§ **Exercise**: Scan the records below and report how many lines contain the word "info", giving the number by itself.

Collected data
####################
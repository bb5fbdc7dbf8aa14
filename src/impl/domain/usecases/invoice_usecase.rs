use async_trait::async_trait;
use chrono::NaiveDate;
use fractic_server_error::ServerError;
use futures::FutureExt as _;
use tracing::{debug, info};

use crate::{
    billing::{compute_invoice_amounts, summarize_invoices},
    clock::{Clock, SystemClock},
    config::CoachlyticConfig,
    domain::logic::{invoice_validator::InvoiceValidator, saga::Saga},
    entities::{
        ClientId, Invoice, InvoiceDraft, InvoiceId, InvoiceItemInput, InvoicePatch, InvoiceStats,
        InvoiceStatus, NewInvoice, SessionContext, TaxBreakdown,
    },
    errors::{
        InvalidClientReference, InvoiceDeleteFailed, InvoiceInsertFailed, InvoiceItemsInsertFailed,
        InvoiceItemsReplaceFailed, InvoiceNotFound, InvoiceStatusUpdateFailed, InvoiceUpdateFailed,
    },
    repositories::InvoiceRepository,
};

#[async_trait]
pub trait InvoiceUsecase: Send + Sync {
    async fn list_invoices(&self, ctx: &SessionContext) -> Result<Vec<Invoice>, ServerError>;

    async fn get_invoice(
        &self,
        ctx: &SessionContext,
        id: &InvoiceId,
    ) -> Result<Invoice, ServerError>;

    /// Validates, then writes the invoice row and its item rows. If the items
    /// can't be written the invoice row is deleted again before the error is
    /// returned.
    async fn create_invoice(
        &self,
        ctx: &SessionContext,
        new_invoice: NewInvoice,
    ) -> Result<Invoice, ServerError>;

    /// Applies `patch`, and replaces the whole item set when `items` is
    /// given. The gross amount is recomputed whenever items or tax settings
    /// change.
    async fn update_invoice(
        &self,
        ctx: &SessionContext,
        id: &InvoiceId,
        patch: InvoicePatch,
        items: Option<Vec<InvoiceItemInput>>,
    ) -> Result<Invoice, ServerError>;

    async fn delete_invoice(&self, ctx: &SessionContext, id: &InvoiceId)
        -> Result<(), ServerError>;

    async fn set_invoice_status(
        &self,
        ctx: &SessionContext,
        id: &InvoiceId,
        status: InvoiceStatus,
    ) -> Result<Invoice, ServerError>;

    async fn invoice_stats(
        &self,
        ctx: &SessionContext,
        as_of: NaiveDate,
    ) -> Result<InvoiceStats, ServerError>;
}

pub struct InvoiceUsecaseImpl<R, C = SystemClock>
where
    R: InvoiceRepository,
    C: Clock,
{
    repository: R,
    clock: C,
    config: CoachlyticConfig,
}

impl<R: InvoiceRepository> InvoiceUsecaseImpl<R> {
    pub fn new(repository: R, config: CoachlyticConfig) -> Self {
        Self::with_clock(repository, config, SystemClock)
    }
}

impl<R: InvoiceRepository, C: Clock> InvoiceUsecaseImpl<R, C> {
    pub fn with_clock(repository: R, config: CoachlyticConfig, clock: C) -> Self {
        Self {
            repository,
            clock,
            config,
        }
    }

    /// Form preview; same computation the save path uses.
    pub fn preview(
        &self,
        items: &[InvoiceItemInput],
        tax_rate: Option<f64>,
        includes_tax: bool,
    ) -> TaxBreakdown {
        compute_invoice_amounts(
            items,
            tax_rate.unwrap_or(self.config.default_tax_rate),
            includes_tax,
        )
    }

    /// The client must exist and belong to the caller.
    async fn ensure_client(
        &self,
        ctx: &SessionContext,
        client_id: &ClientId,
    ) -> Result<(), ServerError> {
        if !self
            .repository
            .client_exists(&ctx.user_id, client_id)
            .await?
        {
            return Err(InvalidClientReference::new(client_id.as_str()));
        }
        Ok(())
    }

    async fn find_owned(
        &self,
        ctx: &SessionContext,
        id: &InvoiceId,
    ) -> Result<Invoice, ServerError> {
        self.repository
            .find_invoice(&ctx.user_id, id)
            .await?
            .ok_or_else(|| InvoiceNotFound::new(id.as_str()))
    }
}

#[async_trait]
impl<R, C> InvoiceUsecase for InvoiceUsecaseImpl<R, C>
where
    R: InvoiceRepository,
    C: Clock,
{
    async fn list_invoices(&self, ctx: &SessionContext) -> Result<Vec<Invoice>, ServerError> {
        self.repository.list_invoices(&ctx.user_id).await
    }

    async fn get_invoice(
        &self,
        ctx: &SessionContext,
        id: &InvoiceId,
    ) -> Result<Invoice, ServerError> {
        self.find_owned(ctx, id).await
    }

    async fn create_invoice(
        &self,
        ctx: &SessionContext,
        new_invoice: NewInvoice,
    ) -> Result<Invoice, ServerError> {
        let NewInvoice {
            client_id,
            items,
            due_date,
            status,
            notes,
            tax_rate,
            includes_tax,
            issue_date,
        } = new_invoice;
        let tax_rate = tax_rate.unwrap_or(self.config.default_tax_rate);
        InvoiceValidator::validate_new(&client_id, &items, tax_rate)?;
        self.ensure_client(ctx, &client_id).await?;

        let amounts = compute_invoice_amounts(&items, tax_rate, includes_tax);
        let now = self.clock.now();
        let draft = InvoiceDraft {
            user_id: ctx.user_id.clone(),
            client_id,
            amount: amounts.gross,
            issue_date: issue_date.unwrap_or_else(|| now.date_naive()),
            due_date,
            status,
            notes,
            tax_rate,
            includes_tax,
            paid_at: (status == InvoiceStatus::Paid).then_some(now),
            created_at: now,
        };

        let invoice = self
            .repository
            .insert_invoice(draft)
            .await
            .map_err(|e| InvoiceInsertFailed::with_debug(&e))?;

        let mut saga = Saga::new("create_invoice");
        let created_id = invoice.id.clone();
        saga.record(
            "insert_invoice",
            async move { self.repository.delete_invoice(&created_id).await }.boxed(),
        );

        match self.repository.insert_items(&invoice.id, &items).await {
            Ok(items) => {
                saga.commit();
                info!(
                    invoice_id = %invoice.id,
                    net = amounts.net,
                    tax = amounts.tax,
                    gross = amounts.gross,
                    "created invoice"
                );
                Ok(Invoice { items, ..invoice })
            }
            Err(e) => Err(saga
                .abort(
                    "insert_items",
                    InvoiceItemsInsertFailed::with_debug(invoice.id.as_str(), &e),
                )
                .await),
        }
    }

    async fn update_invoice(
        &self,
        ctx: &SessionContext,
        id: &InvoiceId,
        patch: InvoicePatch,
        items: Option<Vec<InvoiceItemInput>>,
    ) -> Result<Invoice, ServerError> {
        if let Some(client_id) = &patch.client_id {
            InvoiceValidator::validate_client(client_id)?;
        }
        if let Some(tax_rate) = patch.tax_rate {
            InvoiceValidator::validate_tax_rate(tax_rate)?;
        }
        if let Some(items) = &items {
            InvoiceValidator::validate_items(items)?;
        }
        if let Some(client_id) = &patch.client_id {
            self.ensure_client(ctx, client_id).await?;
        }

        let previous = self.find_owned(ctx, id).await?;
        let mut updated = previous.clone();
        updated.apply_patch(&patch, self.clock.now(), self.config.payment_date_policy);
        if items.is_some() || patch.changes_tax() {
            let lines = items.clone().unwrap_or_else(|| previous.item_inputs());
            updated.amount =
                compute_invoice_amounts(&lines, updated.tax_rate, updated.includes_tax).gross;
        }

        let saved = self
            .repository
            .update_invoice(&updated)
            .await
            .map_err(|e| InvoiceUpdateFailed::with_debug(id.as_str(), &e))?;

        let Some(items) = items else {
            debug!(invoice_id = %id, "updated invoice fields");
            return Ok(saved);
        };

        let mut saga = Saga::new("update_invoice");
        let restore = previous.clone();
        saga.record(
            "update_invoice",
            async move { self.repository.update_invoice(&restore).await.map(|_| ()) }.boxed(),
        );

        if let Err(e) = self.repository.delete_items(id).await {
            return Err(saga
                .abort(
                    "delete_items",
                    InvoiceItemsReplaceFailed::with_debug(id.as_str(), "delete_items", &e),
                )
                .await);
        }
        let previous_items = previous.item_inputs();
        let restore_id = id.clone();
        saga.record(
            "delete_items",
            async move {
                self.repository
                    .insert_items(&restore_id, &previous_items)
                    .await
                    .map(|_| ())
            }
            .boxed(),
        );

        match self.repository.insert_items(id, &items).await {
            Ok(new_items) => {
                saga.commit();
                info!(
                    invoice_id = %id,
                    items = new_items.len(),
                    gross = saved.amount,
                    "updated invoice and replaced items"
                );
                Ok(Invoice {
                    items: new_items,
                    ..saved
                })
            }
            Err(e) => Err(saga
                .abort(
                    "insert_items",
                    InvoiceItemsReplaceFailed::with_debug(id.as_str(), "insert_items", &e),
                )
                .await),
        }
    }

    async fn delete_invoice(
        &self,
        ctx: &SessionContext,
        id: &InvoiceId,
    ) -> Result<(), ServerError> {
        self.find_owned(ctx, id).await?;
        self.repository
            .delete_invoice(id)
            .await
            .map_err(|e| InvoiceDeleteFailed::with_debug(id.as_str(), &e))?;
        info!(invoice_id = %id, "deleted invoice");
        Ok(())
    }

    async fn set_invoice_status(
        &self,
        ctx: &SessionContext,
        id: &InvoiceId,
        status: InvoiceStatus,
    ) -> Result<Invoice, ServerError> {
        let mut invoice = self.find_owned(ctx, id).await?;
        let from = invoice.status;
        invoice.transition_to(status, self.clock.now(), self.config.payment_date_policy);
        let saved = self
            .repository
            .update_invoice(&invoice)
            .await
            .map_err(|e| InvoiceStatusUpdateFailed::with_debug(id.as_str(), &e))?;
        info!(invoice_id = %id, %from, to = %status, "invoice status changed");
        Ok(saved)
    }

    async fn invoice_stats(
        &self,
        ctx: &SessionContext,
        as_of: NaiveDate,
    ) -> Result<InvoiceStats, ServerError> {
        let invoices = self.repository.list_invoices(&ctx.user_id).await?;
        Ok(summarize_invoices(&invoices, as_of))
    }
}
####################
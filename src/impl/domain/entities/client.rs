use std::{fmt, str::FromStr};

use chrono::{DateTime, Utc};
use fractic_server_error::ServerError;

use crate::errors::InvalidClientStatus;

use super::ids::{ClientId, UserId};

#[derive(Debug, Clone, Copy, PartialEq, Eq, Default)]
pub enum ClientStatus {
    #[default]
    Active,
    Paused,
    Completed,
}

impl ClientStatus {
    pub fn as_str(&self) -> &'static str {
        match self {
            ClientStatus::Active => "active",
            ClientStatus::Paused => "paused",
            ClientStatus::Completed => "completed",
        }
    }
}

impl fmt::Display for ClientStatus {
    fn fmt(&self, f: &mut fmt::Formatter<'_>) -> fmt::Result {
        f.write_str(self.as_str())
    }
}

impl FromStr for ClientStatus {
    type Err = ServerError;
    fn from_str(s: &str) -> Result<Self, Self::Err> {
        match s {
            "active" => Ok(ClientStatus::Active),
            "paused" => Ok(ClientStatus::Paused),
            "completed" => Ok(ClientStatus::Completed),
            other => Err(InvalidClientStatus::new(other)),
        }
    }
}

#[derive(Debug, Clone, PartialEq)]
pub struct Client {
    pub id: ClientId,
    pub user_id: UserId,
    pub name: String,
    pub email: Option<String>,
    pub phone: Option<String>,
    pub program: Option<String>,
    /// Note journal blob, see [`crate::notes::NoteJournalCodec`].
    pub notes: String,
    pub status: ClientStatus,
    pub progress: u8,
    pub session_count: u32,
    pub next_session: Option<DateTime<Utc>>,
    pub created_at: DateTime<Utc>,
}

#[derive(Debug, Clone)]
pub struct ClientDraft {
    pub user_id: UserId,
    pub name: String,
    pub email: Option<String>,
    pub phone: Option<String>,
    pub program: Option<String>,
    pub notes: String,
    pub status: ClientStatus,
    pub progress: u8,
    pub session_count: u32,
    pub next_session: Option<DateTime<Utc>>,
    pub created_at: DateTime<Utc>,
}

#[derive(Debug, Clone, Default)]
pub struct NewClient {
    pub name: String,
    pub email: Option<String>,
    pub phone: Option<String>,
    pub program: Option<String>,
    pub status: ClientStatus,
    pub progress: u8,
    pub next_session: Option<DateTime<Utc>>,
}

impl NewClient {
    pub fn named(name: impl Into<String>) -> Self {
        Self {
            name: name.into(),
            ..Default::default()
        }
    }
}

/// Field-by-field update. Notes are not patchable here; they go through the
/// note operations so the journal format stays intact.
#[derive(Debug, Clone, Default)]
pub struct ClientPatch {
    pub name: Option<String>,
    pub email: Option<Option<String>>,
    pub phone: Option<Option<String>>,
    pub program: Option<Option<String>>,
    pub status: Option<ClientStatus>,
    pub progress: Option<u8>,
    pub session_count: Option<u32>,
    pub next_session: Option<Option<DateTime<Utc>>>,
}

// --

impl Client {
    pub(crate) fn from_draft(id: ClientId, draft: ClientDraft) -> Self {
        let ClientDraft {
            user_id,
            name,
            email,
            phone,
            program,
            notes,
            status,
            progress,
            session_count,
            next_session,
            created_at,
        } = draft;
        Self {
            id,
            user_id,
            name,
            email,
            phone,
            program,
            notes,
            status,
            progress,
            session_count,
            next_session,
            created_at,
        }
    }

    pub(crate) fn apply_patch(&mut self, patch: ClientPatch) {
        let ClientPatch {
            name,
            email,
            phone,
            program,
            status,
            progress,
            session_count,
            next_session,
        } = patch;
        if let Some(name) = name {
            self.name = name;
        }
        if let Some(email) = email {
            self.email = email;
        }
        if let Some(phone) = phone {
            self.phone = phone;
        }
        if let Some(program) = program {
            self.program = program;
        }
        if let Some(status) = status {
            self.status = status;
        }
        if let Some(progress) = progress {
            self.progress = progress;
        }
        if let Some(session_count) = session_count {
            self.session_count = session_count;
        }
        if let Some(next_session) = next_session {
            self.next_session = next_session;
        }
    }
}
####################
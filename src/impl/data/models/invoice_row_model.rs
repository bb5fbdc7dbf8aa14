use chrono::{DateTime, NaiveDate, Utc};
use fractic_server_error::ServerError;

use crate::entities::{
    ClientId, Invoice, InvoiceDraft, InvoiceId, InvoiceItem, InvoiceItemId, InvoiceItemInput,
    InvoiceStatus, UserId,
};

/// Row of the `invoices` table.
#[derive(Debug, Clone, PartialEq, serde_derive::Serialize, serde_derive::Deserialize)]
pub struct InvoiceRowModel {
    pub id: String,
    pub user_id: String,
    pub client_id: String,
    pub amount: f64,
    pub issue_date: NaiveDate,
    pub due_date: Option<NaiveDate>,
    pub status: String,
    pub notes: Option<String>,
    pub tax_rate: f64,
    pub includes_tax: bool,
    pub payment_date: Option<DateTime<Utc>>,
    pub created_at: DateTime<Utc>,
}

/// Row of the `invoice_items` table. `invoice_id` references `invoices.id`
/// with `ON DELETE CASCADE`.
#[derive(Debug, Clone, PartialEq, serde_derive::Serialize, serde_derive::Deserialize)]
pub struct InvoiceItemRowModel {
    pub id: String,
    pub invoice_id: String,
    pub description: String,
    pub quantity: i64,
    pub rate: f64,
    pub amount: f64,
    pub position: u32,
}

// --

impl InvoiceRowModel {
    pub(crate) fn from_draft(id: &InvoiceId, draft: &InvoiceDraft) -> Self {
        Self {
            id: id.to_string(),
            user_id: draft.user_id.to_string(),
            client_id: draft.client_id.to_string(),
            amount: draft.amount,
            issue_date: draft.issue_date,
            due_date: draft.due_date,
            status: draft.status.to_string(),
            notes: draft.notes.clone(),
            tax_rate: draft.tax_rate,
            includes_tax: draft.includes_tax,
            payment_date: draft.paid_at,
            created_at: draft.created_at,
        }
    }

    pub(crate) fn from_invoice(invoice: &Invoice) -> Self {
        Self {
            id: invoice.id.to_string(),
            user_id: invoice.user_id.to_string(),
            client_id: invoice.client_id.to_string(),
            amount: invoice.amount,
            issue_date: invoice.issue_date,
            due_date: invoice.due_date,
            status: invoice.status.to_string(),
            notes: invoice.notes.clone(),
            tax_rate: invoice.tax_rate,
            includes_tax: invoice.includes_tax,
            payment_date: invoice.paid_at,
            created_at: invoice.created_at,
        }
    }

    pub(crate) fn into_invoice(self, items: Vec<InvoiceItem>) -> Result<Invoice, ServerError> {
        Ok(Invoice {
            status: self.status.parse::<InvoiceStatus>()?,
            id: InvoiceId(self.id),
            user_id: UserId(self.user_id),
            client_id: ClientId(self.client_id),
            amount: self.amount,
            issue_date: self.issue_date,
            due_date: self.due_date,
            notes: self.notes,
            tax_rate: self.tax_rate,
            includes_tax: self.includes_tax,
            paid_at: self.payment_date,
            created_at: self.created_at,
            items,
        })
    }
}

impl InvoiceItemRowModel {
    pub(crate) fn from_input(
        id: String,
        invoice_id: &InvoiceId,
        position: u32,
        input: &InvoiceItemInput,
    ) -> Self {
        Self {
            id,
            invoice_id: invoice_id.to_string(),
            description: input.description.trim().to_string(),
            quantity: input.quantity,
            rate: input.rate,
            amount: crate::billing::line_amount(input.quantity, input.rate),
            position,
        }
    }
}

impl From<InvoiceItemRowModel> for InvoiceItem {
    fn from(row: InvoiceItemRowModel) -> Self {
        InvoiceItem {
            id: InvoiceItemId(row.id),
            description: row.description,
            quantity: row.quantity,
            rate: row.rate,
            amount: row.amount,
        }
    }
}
####################
§ **Your response**: 5